ECS's cost of sales is lower than EMC's cost, and EMC only pays ECS for the sales that it closes, Butler said.

"A lot of people see the channel as an incremental cost," he said. "It's not. It's a displaced cost at a lower price."

NEXT: EMC Reports Revenue, Non-GAAP Growth

EMC for the first quarter reported revenue of $5.4 billion, up 6 percent from the $5.1 billion it reported for the first quarter of 2012.

First quarter 2013 GAAP income was reported at $580 million, or 26 cents per share, which was actually down from the $587 million, or 28 cents per share, reported for the same quarter last year.

However, non-GAAP income was $850 million, or 39 cents per share, up from last year's $818 million, or 37 cents per share.

EMC's Goulden called it a solid start to 2013.

"While customer caution continued into the first quarter of this year, we executed well on our mission to capture the opportunities presented by cloud, big data and trusted IT," he said.

EMC's total revenue for the quarter included $70 million from EMC's new Pivotal big data business, which was officially rolled out Wednesday.

It also includes $1.2 billion in revenue from VMware, which on Tuesday afternoon reported its financials.
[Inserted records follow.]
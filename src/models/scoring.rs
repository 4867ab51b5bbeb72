// Wire types for the remote pose scoring endpoint

use crate::models::pose::PoseFrame;
use serde::{Deserialize, Serialize};

/// Body of `POST <backend_url>`
#[derive(Debug, Clone, PartialEq, Serialize, Deserialize)]
pub struct ScoreRequest {
    pub task_id: String,
    #[serde(skip_serializing_if = "Option::is_none")]
    pub reference_video_url: Option<String>,
    #[serde(skip_serializing_if = "Option::is_none")]
    pub user_id: Option<String>,
    pub user_pose_sequence: Vec<PoseFrame>,
}

#[derive(Debug, thiserror::Error, Clone, PartialEq)]
pub enum ScoringError {
    #[error("{0}")]
    Network(String),

    /// Backend answered with a failure; `message` is what the user sees
    #[error("{message}")]
    Rejected { status: u16, message: String },

    #[error("Malformed response: {0}")]
    MalformedResponse(String),
}

pub type ScoringResult<T> = Result<T, ScoringError>;
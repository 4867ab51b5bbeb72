// Device-facing collaborators: camera sources and pose estimators

pub mod camera;
pub mod pose;

pub use camera::CameraSource;
pub use pose::PoseEstimator;
//! Command-line interface

use clap::{Parser, Subcommand};
use std::path::PathBuf;

/// Record an exercise attempt from a camera source and get it scored
#[derive(Parser, Debug)]
#[command(name = "pose-capture")]
#[command(author, version, about, long_about = None)]
pub struct Cli {
    #[command(subcommand)]
    pub command: Commands,

    /// Enable verbose output
    #[arg(short, long, global = true)]
    pub verbose: bool,

    /// Config file path
    #[arg(short, long, global = true)]
    pub config: Option<PathBuf>,
}

#[derive(Subcommand, Debug)]
pub enum Commands {
    /// Record one attempt and submit it for scoring
    Record {
        /// Exercise task id
        #[arg(short, long)]
        task: String,

        /// Directory of frames to replay as the camera
        #[arg(short, long)]
        frames: PathBuf,

        /// Recording length in seconds
        #[arg(short, long, default_value = "10")]
        duration: u64,

        /// Reference video the attempt is compared against
        #[arg(long)]
        reference_video: Option<String>,

        /// User id sent with the attempt (defaults to the stored login)
        #[arg(long)]
        user: Option<String>,

        /// Stop when the reference clip ends instead of after --duration
        #[arg(long)]
        follow_reference: bool,

        /// Replay the frame directory in a loop
        #[arg(long = "loop")]
        loop_frames: bool,
    },

    /// Show the reference pose sequence for a task
    Reference {
        /// Exercise task id
        #[arg(short, long)]
        task: String,

        /// Reference video URL, used to pick the most specific file
        #[arg(long)]
        video: Option<String>,

        /// Download the sequence from this URL instead of the local library
        #[arg(long)]
        url: Option<String>,
    },

    /// Manage the stored access token
    Token {
        #[command(subcommand)]
        action: TokenAction,
    },

    /// Manage configuration
    Config {
        #[command(subcommand)]
        action: ConfigAction,
    },
}

#[derive(Subcommand, Debug)]
pub enum TokenAction {
    /// Store a bearer token for scoring requests
    Set {
        token: String,

        #[arg(long)]
        user: Option<String>,
    },
    /// Remove the stored token
    Clear,
    /// Show whether a token is stored
    Show,
}

#[derive(Subcommand, Debug)]
pub enum ConfigAction {
    /// Print the effective configuration
    Show,
    /// Write a default configuration file
    Init {
        /// Overwrite an existing file
        #[arg(long)]
        force: bool,
    },
    /// Restore defaults
    Reset,
    /// Print the configuration file path
    Path,
}

impl Cli {
    pub fn parse_args() -> Self {
        Self::parse()
    }
}
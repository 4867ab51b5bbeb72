pub mod cli;
pub mod core;
pub mod models;
pub mod platform;

pub use crate::core::config::TrackerConfig;
pub use crate::core::pose_pipeline::{ExerciseTask, PosePipeline, PosePipelineHandle};
pub use crate::core::scoring_client::{HttpScoringClient, ScoreSubmitter};
pub use crate::models::session::{
    CaptureState, PipelineEvent, PipelineStatus, SessionSnapshot, TrackerError, TrackerResult,
};
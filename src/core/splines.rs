use ndarray::{s, Array2, ArrayView1};

use crate::core::basis::BSplineBasis;
use crate::core::error::BasisError;

/// Evaluates the spline `s(t) = sum_j a_j B_j(t)` on `basis`.
///
/// # Arguments
/// * `basis` - The B-spline basis.
/// * `coefficients` - B-spline coefficients (a_j), one per basis function.
/// * `t` - Evaluation point.
///
/// # Returns
/// The spline value, or `0.0` when `t` is outside the basis domain.
pub fn evaluate_spline(
    basis: &BSplineBasis,
    coefficients: ArrayView1<'_, f64>,
    t: f64,
) -> Result<f64, BasisError> {
    if coefficients.len() != basis.num_basis() {
        return Err(BasisError::CoefficientCountMismatch {
            expected: basis.num_basis(),
            found: coefficients.len(),
        });
    }

    let (index, values) = basis.eval(t);
    let active = coefficients.slice(s![index..index + basis.order()]);
    Ok(active.dot(&values))
}

/// Builds the dense collocation matrix of `basis` at `points`.
///
/// Row `p` holds `B_j(points[p])` for every basis function `j`; at most
/// `order` entries per row are nonzero.
pub fn design_matrix(basis: &BSplineBasis, points: ArrayView1<'_, f64>) -> Array2<f64> {
    let order = basis.order();
    let mut matrix = Array2::zeros((points.len(), basis.num_basis()));
    let mut values = vec![0.0; order];

    for (mut row, &x) in matrix.rows_mut().into_iter().zip(points.iter()) {
        let index = basis.eval_in_place(x, &mut values);
        for (k, &v) in values.iter().enumerate() {
            row[index + k] = v;
        }
    }

    matrix
}
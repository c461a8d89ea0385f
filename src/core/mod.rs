//! B-spline basis construction and evaluation.

pub mod basis;
pub mod error;
pub mod knots;
pub mod splines;
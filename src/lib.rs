//! Evaluation of B-spline basis functions over a non-decreasing knot vector.
//!
//! A [`BSplineBasis`] validates its knot vector once and then returns, for any
//! parameter `t`, the index of the first basis function with support at `t`
//! together with the `order` basis values starting at that index.
//!
//! ```
//! use bspline_basis::BSplineBasis;
//!
//! let basis = BSplineBasis::from_slice(&[0.0, 0.0, 0.0, 0.0, 1.0, 1.0, 1.0, 1.0], 4)?;
//! let (index, values) = basis.eval(0.0);
//! assert_eq!(index, 0);
//! assert_eq!(values.to_vec(), vec![1.0, 0.0, 0.0, 0.0]);
//! # Ok::<(), bspline_basis::BasisError>(())
//! ```

pub mod core;

pub use crate::core::basis::BSplineBasis;
pub use crate::core::error::BasisError;
pub use crate::core::knots::{generate_uniform_knots, validate_knots};
pub use crate::core::splines::{design_matrix, evaluate_spline};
On the EMC side, the company reported high-end storage revenue of $1.2 billion, up 10 percent year-over-year; $1.4 billion in unified storage and backup and recovery, down 2 percent; $250 million from emerging storage, up 24 percent; $930 million from other storage and professional services, down 3 percent; $230 million from its RSA security business, up 12 percent; and $160 million from its Information Intelligence Group (IIG), up 7 percent.